Nicolas
"Comment tu t'appelles ?"
C'est ainsi que Nicolas m'avait abordé. Ou plutôt, c'est ainsi qu'il avait essayé d'engager la conversation.
J'ignore combien de fois il avait dû prononcer cette question avant que je ne réagisse.
Croyant
avoir entendu une voix au milieu du vacarme régnant, je levai
rapidement les yeux et me rendis compte que le jeune homme qui
travaillait en face de moi me parlait. Je fronçai les sourcils pour lui
faire comprendre que je ne l'entendais pas. Sous son casque, ses yeux
me scrutaient avec attention, et il continuait d'accomplir son travail
avec une évidente habitude. Quant à moi, je dus baisser le regard
aussitôt pour poursuivre le mien.
Durant tout le reste de la
matinée, je levai régulièrement les yeux et à chaque fois, son regard
était posé sur moi. Il semblait protecteur plus que curieux,
attentionné plus que malsain, et j'éprouvais à chaque fois une étrange
sensation qui me poussait à immédiatement me concentrer sur mon travail
pour me ressaisir.
"Comment tu t'appelles ?"
Je ne compris la
question qu'une fois hors de l'atelier, après avoir retiré les bouchons
de mes oreilles, alors que nous marchions vers le parking.
"Laurent.
- Tu travailles ici depuis quand ?
- Début juillet, deux semaines à peu près. Je suis toujours de matinée.
- Ah, c'est pour ça que je ne t'avais jamais vu. Moi c'est Nicolas."
Sa
silhouette ne m'était pas inconnue. Peut-être avait-il étudié dans le
même lycée que moi. Il semblait un peu plus âgé, de deux ou trois ans
environ.
"Bon, ben mon vélo est là. À demain ?
- Oui, à demain, je fais encore deux matinées avec toi, puis je passe à l'équipe d'après-midi."

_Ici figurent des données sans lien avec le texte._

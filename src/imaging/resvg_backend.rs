//! Pure-Rust card rasterizer: usvg parses, resvg renders into a tiny-skia
//! pixmap, and the `image` crate encodes the PNG.
//!
//! Fonts come from `[og] fonts_dir` plus whatever the system provides. The
//! configured families are also registered as the generic serif and
//! sans-serif fallbacks, so a card still renders legibly when a named family
//! is missing.

use super::backend::{ImagingError, Rasterizer};
use super::layout::{CARD_HEIGHT, CARD_WIDTH};
use crate::config::OgConfig;
use image::ImageEncoder;
use image::codecs::png::{CompressionType, FilterType, PngEncoder};
use resvg::tiny_skia;
use resvg::usvg::{self, fontdb};
use std::path::Path;
use std::sync::Arc;
use tracing::{debug, warn};

pub struct ResvgRasterizer {
    fontdb: Arc<fontdb::Database>,
}

impl ResvgRasterizer {
    pub fn new(fonts_dir: &Path, og: &OgConfig) -> Self {
        let mut db = fontdb::Database::new();
        if fonts_dir.is_dir() {
            db.load_fonts_dir(fonts_dir);
        } else {
            warn!(dir = %fonts_dir.display(), "fonts directory not found, using system fonts only");
        }
        db.load_system_fonts();
        db.set_serif_family(og.title_font.clone());
        db.set_sans_serif_family(og.label_font.clone());
        debug!(faces = db.len(), "font database ready");
        Self {
            fontdb: Arc::new(db),
        }
    }
}

impl Rasterizer for ResvgRasterizer {
    fn rasterize(&self, svg: &str) -> Result<Vec<u8>, ImagingError> {
        let options = usvg::Options {
            fontdb: Arc::clone(&self.fontdb),
            ..Default::default()
        };
        let tree =
            usvg::Tree::from_str(svg, &options).map_err(|e| ImagingError::Svg(e.to_string()))?;

        let mut pixmap =
            tiny_skia::Pixmap::new(CARD_WIDTH, CARD_HEIGHT).ok_or(ImagingError::Pixmap {
                width: CARD_WIDTH,
                height: CARD_HEIGHT,
            })?;
        resvg::render(&tree, tiny_skia::Transform::default(), &mut pixmap.as_mut());

        // The card paints an opaque background first, so premultiplied RGBA
        // is the same as straight RGBA here.
        let mut png = Vec::new();
        PngEncoder::new_with_quality(&mut png, CompressionType::Best, FilterType::Adaptive)
            .write_image(
                pixmap.data(),
                CARD_WIDTH,
                CARD_HEIGHT,
                image::ExtendedColorType::Rgba8,
            )?;
        Ok(png)
    }
}

#[cfg(test)]
mod tests {
    use super::*;
    use crate::config::SiteConfig;
    use crate::imaging::layout::{card_layout, to_svg};
    use crate::test_helpers::reading;

    #[test]
    fn renders_card_png() {
        let config = SiteConfig::default();
        let rasterizer = ResvgRasterizer::new(Path::new("does-not-exist"), &config.og);
        let svg = to_svg(
            &card_layout(&reading(1), &config.site),
            &config.og,
            &config.colors.light,
        );
        let png = rasterizer.rasterize(&svg).unwrap();
        let decoded = image::load_from_memory(&png).unwrap();
        assert_eq!(decoded.width(), CARD_WIDTH);
        assert_eq!(decoded.height(), CARD_HEIGHT);
    }

    #[test]
    fn rejects_malformed_svg() {
        let config = SiteConfig::default();
        let rasterizer = ResvgRasterizer::new(Path::new("does-not-exist"), &config.og);
        assert!(matches!(
            rasterizer.rasterize("<svg"),
            Err(ImagingError::Svg(_))
        ));
    }
}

J'enfourchai mon vélo et m'éloignai rapidement, sans même savoir comment Nicolas repartait chez lui.
Arrivé à la maison, je pris ma douche fraîche, désormais une habitude après deux semaines de travail.
Le
fait d'occuper ainsi mes journées m'apportait un contentement tout à
fait contradictoire ; lorsque je travaillais, je ne pensais absolument
plus à rien et ne pouvais me concentrer que sur mes gestes, devenus
presque des réflexes mécaniques. Une fois à la maison, la fatigue
physique intense qui m'enveloppait m'empêchait d'entreprendre toute
activité physique, et seule la lecture pouvait encore occuper mon
esprit. Je me sentais d'un côté complètement apathique et coupé du
monde, mais de l'autre, mon imagination et ma sensibilité avaient
rarement été exacerbées à ce point par mes nombreuses et voraces
lectures. Ces dispositions, à mon grand étonnement, m'empêchaient de
penser trop souvent à Olivier, comme je l'avais craint au début de
l'été. Et lorsque je pensais à lui, c'était plus avec tendresse qu'avec
douleur. Il m'accompagnait plus qu'il ne me hantait.
Même s'il avait laissé béant le trou du pourquoi, cette question que je n'osais pas aborder.